Activity: What is the number of lines in these entries that contain "filename"? State it alone.

Data for analysis Block Start

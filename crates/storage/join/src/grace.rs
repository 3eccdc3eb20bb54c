//! Grace hash join: partition both inputs into matching hash buckets on
//! temporary heap files, then join each bucket pair with the one-pass
//! algorithm.

use std::collections::hash_map::DefaultHasher;
use std::hash::{Hash, Hasher};

use buffer::BufferPool;
use catalog::TableSchema;
use file::InMemoryFile;
use heap::HeapFile;
use page::page_id::FileId;

use crate::common::{page_count, pick_build_side, split_on_key, JoinStats};
use crate::error::JoinError;
use crate::one_pass::OnePassJoin;
use crate::schema::{attr_index, result_schema};

/// Hands out `FileId`s for a grace hash join's temporary partition files,
/// starting above the range used by the tables already registered with the
/// pool.
pub struct FileIdAllocator {
    next: FileId,
}

impl FileIdAllocator {
    pub fn starting_at(first: FileId) -> Self {
        Self { next: first }
    }

    fn next(&mut self) -> FileId {
        let id = self.next;
        self.next += 1;
        id
    }
}

fn hash_key(key: &str) -> u64 {
    let mut hasher = DefaultHasher::new();
    key.hash(&mut hasher);
    hasher.finish()
}

/// Grace hash join with a `budget`-page buffer, used to size the number of
/// partition buckets.
pub struct GraceHashJoin {
    pub budget: usize,
}

impl GraceHashJoin {
    pub fn execute(
        &self,
        pool: &mut BufferPool,
        left: HeapFile,
        left_schema: &TableSchema,
        right: HeapFile,
        right_schema: &TableSchema,
        result: HeapFile,
        temp_ids: &mut FileIdAllocator,
    ) -> Result<JoinStats, JoinError> {
        let (_, join_attr) = result_schema(left_schema, right_schema)?;
        let (build, probe, build_is_left) = pick_build_side(pool, left, right)?;
        let (build_schema, probe_schema) = if build_is_left {
            (left_schema, right_schema)
        } else {
            (right_schema, left_schema)
        };
        let build_key_index = attr_index(build_schema, &join_attr);
        let probe_key_index = attr_index(probe_schema, &join_attr);

        let chunk_pages = self.budget.saturating_sub(1).max(1) as u32;
        let build_pages = page_count(pool, build.file_id())?.max(1);
        let num_buckets = build_pages.div_ceil(chunk_pages).max(1) as usize;

        let mut build_buckets = Vec::with_capacity(num_buckets);
        let mut probe_buckets = Vec::with_capacity(num_buckets);
        for i in 0..num_buckets {
            let build_id = pool.register_file(Box::new(InMemoryFile::new(
                temp_ids.next(),
                format!("grace-build-{i}"),
            )));
            build_buckets.push(HeapFile::new(build_id));
            let probe_id = pool.register_file(Box::new(InMemoryFile::new(
                temp_ids.next(),
                format!("grace-probe-{i}"),
            )));
            probe_buckets.push(HeapFile::new(probe_id));
        }

        let mut build_rows = Vec::new();
        build.for_each_tuple(pool, |_, tuple| build_rows.push(tuple.to_string()))?;
        for tuple in &build_rows {
            let (key, _) = split_on_key(tuple, build_key_index);
            let bucket = (hash_key(&key) as usize) % num_buckets;
            build_buckets[bucket].insert_tuple(pool, tuple)?;
        }

        let mut probe_rows = Vec::new();
        probe.for_each_tuple(pool, |_, tuple| probe_rows.push(tuple.to_string()))?;
        for tuple in &probe_rows {
            let (key, _) = split_on_key(tuple, probe_key_index);
            let bucket = (hash_key(&key) as usize) % num_buckets;
            probe_buckets[bucket].insert_tuple(pool, tuple)?;
        }

        let (left_buckets, right_buckets) = if build_is_left {
            (&build_buckets, &probe_buckets)
        } else {
            (&probe_buckets, &build_buckets)
        };

        let mut num_ios = 0usize;
        for bucket in build_buckets.iter().chain(probe_buckets.iter()) {
            num_ios += page_count(pool, bucket.file_id())? as usize;
        }

        let mut num_result_tuples = 0usize;
        let mut num_used_buf_pages = 0usize;
        for i in 0..num_buckets {
            let stats = OnePassJoin::execute(
                pool,
                left_buckets[i],
                left_schema,
                right_buckets[i],
                right_schema,
                result,
            )?;
            num_result_tuples += stats.num_result_tuples;
            num_used_buf_pages = num_used_buf_pages.max(stats.num_used_buf_pages);
            num_ios += stats.num_ios;
        }

        for bucket in build_buckets.into_iter().chain(probe_buckets) {
            let (begin, end) = pool.file_page_range(bucket.file_id())?;
            for page_no in begin..end {
                let _ = pool.dispose_page(bucket.file_id(), page_no);
            }
            pool.unregister_file(bucket.file_id());
        }

        Ok(JoinStats {
            num_result_tuples,
            num_used_buf_pages,
            num_ios,
            is_complete: true,
        })
    }
}

#[cfg(test)]
mod tests {
    use super::*;
    use catalog::{Attribute, DataType};

    fn schema(name: &str, attrs: &[&str]) -> TableSchema {
        TableSchema {
            name: name.to_string(),
            attributes: attrs
                .iter()
                .map(|a| Attribute {
                    name: a.to_string(),
                    ty: DataType::Int,
                    max_size: 0,
                    not_null: false,
                    unique: false,
                })
                .collect(),
        }
    }

    fn register(pool: &mut BufferPool, id: u32, name: &str) -> HeapFile {
        let file_id = pool.register_file(Box::new(InMemoryFile::new(id, name)));
        HeapFile::new(file_id)
    }

    #[test]
    fn partitions_and_joins_matching_buckets() {
        let mut pool = BufferPool::new(32);
        let left = register(&mut pool, 1, "l");
        let right = register(&mut pool, 2, "r");
        let result = register(&mut pool, 3, "t");

        for i in 0..10 {
            left.insert_tuple(&mut pool, &format!("{i} left{i}")).unwrap();
        }
        for i in 0..10 {
            right.insert_tuple(&mut pool, &format!("{i} right{i}")).unwrap();
        }

        let left_schema = schema("l", &["id", "tag"]);
        let right_schema = schema("r", &["id", "tag"]);

        let join = GraceHashJoin { budget: 3 };
        let mut ids = FileIdAllocator::starting_at(1000);
        let stats = join
            .execute(
                &mut pool,
                left,
                &left_schema,
                right,
                &right_schema,
                result,
                &mut ids,
            )
            .unwrap();

        assert_eq!(stats.num_result_tuples, 10);

        let mut rows = Vec::new();
        result
            .for_each_tuple(&mut pool, |_, t| rows.push(t.to_string()))
            .unwrap();
        rows.sort();
        let mut expected: Vec<String> = (0..10).map(|i| format!("left{i} right{i}")).collect();
        expected.sort();
        assert_eq!(rows, expected);
    }
}
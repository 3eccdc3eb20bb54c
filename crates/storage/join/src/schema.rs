//! Computes a join's result schema and locates the shared join attribute.

use catalog::{Attribute, TableSchema};

use crate::error::JoinError;

/// Finds the single attribute name shared by both schemas, and builds the
/// result schema: left attributes followed by right attributes, excluding
/// the duplicated join attribute, named `"T"`.
pub fn result_schema(
    left: &TableSchema,
    right: &TableSchema,
) -> Result<(TableSchema, String), JoinError> {
    let join_attr = left
        .attributes
        .iter()
        .find(|l| right.attributes.iter().any(|r| r.name == l.name))
        .map(|attr| attr.name.clone())
        .ok_or_else(|| JoinError::NoCommonAttribute {
            left: left.name.clone(),
            right: right.name.clone(),
        })?;

    let mut attributes: Vec<Attribute> = left.attributes.clone();
    attributes.extend(
        right
            .attributes
            .iter()
            .filter(|attr| attr.name != join_attr)
            .cloned(),
    );

    Ok((
        TableSchema {
            name: "T".to_string(),
            attributes,
        },
        join_attr,
    ))
}

/// The tuple-position index of `attr_name` within `schema`.
pub(crate) fn attr_index(schema: &TableSchema, attr_name: &str) -> usize {
    schema
        .attributes
        .iter()
        .position(|attr| attr.name == attr_name)
        .expect("join attribute must be present in its own table's schema")
}
use page::page_id::PageId;
use thiserror::Error;

/// Errors raised while reading, writing, allocating, or deleting a page in a
/// [`crate::File`].
#[derive(Debug, Error)]
pub enum FileError {
    /// The requested page number does not exist in this file.
    #[error("page {0} does not exist in this file")]
    PageNotFound(PageId),
    /// An I/O error occurred while reading or writing the backing storage.
    #[error("I/O error accessing file {filename}")]
    Io {
        filename: String,
        #[source]
        source: std::io::Error,
    },
    /// A page's header could not be read or written.
    #[error("error accessing page header")]
    PageError(#[from] page::PageError),
}
use crate::errors::header_error::HeaderError;
use crate::errors::slot_error::SlotError;
use thiserror::Error;

#[derive(Debug, Error)]
pub(crate) enum InsertError {
    #[error("unable to insert record of {record_len} bytes in page with {page_free_space} free bytes")]
    InsufficientSpace {
        record_len: usize,
        page_free_space: usize,
    },
    #[error("error while accessing slot directory")]
    SlotError(#[from] SlotError),
    #[error("error while accessing header")]
    HeaderError(#[from] HeaderError),
}
use crate::errors::header_error::HeaderError;
use crate::errors::slot_error::SlotError;
use thiserror::Error;

#[derive(Debug, Error)]
pub(crate) enum DeleteError {
    #[error("error while accessing slot directory")]
    SlotError(#[from] SlotError),
    #[error("error while accessing header")]
    HeaderError(#[from] HeaderError),
}
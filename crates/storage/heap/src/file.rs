//! Record-level operations over a table backed by a [`buffer::BufferPool`].

use buffer::BufferPool;
use page::page_id::{FileId, RecordId};

use crate::error::HeapError;

/// A thin handle onto a table's pages. Holds no state of its own beyond the
/// `FileId` the pool registered the table's [`file::File`] under; every
/// operation is a pure client of the pool, mirroring the original storage
/// layer's `(tuple, file, bufMgr)` call shape.
#[derive(Debug, Clone, Copy)]
pub struct HeapFile {
    file_id: FileId,
}

impl HeapFile {
    /// Wraps an already-registered file as a heap file.
    pub fn new(file_id: FileId) -> Self {
        Self { file_id }
    }

    /// The `FileId` this heap file operates on.
    pub fn file_id(&self) -> FileId {
        self.file_id
    }

    /// Inserts `tuple` into the first existing page with room for it,
    /// allocating a fresh page only if none is found.
    pub fn insert_tuple(&self, pool: &mut BufferPool, tuple: &str) -> Result<RecordId, HeapError> {
        let (begin, end) = pool.file_page_range(self.file_id)?;
        for page_no in begin..end {
            let frame_id = pool.read_page(self.file_id, page_no)?;
            if pool.frame(frame_id).page_number()? == 0 {
                // a freed page sitting on the free list between begin..end
                pool.unpin_page(self.file_id, page_no, false)?;
                continue;
            }

            match pool.frame_mut(frame_id).insert_record(tuple.as_bytes()) {
                Ok(rid) => {
                    pool.unpin_page(self.file_id, page_no, true)?;
                    return Ok(rid);
                }
                Err(err) if err.is_insufficient_space() => {
                    pool.unpin_page(self.file_id, page_no, false)?;
                    continue;
                }
                Err(err) => {
                    pool.unpin_page(self.file_id, page_no, false)?;
                    return Err(err.into());
                }
            }
        }

        let (frame_id, page_no) = pool.alloc_page(self.file_id)?;
        let rid = pool.frame_mut(frame_id).insert_record(tuple.as_bytes())?;
        pool.unpin_page(self.file_id, page_no, true)?;
        Ok(rid)
    }

    /// Deletes the tuple identified by `rid`.
    pub fn delete_tuple(&self, pool: &mut BufferPool, rid: RecordId) -> Result<(), HeapError> {
        let frame_id = pool.read_page(self.file_id, rid.page_number)?;
        pool.frame_mut(frame_id)
            .delete_record(rid.slot_number, true)?;
        pool.unpin_page(self.file_id, rid.page_number, true)?;
        Ok(())
    }

    /// Reads back the tuple identified by `rid`.
    pub fn get_tuple(&self, pool: &mut BufferPool, rid: RecordId) -> Result<String, HeapError> {
        let frame_id = pool.read_page(self.file_id, rid.page_number)?;
        let bytes = pool.frame(frame_id).get_record(rid.slot_number)?;
        let tuple = String::from_utf8_lossy(bytes).into_owned();
        pool.unpin_page(self.file_id, rid.page_number, false)?;
        Ok(tuple)
    }

    /// Visits every live tuple in the file, page by page, in ascending
    /// `(page_number, slot_number)` order. Pages are pinned only for the
    /// duration of their own visit.
    pub fn for_each_tuple(
        &self,
        pool: &mut BufferPool,
        visit: impl FnMut(RecordId, &str),
    ) -> Result<(), HeapError> {
        let (begin, end) = pool.file_page_range(self.file_id)?;
        self.for_each_tuple_in_range(pool, begin, end, visit)
    }

    /// Like [`HeapFile::for_each_tuple`], but restricted to the page-number
    /// range `[start, end)`. Used by the join operators to hash only a
    /// budget-sized chunk of the build table at a time.
    pub fn for_each_tuple_in_range(
        &self,
        pool: &mut BufferPool,
        start: u32,
        end: u32,
        mut visit: impl FnMut(RecordId, &str),
    ) -> Result<(), HeapError> {
        for page_no in start..end {
            let frame_id = pool.read_page(self.file_id, page_no)?;
            if pool.frame(frame_id).page_number()? == 0 {
                pool.unpin_page(self.file_id, page_no, false)?;
                continue;
            }

            let mut slot = None;
            loop {
                slot = pool.frame(frame_id).next_used_slot(slot)?;
                let Some(slot_number) = slot else { break };
                let rid = RecordId::new(page_no, slot_number);
                let bytes = pool.frame(frame_id).get_record(slot_number)?;
                let tuple = String::from_utf8_lossy(bytes).into_owned();
                visit(rid, &tuple);
            }

            pool.unpin_page(self.file_id, page_no, false)?;
        }
        Ok(())
    }
}

#[cfg(test)]
mod tests {
    use super::*;
    use file::InMemoryFile;

    fn heap_file(pool: &mut BufferPool) -> HeapFile {
        let file_id = pool.register_file(Box::new(InMemoryFile::new(1, "t")));
        HeapFile::new(file_id)
    }

    #[test]
    fn insert_then_get_round_trips() {
        let mut pool = BufferPool::new(4);
        let heap = heap_file(&mut pool);

        let rid = heap.insert_tuple(&mut pool, "1 alice").unwrap();
        assert_eq!(heap.get_tuple(&mut pool, rid).unwrap(), "1 alice");
    }

    #[test]
    fn insert_spills_to_a_new_page_once_full() {
        let mut pool = BufferPool::new(4);
        let heap = heap_file(&mut pool);

        let big = "x".repeat(4100);
        let first = heap.insert_tuple(&mut pool, &big).unwrap();
        let second = heap.insert_tuple(&mut pool, &big).unwrap();
        assert_ne!(first.page_number, second.page_number);
    }

    #[test]
    fn delete_removes_tuple_from_scan() {
        let mut pool = BufferPool::new(4);
        let heap = heap_file(&mut pool);

        let rid = heap.insert_tuple(&mut pool, "1 alice").unwrap();
        heap.insert_tuple(&mut pool, "2 bob").unwrap();
        heap.delete_tuple(&mut pool, rid).unwrap();

        let mut seen = Vec::new();
        heap.for_each_tuple(&mut pool, |_, tuple| seen.push(tuple.to_string()))
            .unwrap();
        assert_eq!(seen, vec!["2 bob".to_string()]);
    }

    #[test]
    fn deleted_page_slot_is_reused_by_a_later_insert() {
        let mut pool = BufferPool::new(4);
        let heap = heap_file(&mut pool);

        let big = "x".repeat(4100);
        heap.insert_tuple(&mut pool, &big).unwrap();
        let second = heap.insert_tuple(&mut pool, &big).unwrap();
        heap.delete_tuple(&mut pool, second).unwrap();

        let mut seen = 0;
        heap.for_each_tuple(&mut pool, |_, _| seen += 1).unwrap();
        assert_eq!(seen, 1);
    }
}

Data for analysis Block End

Written solution: 5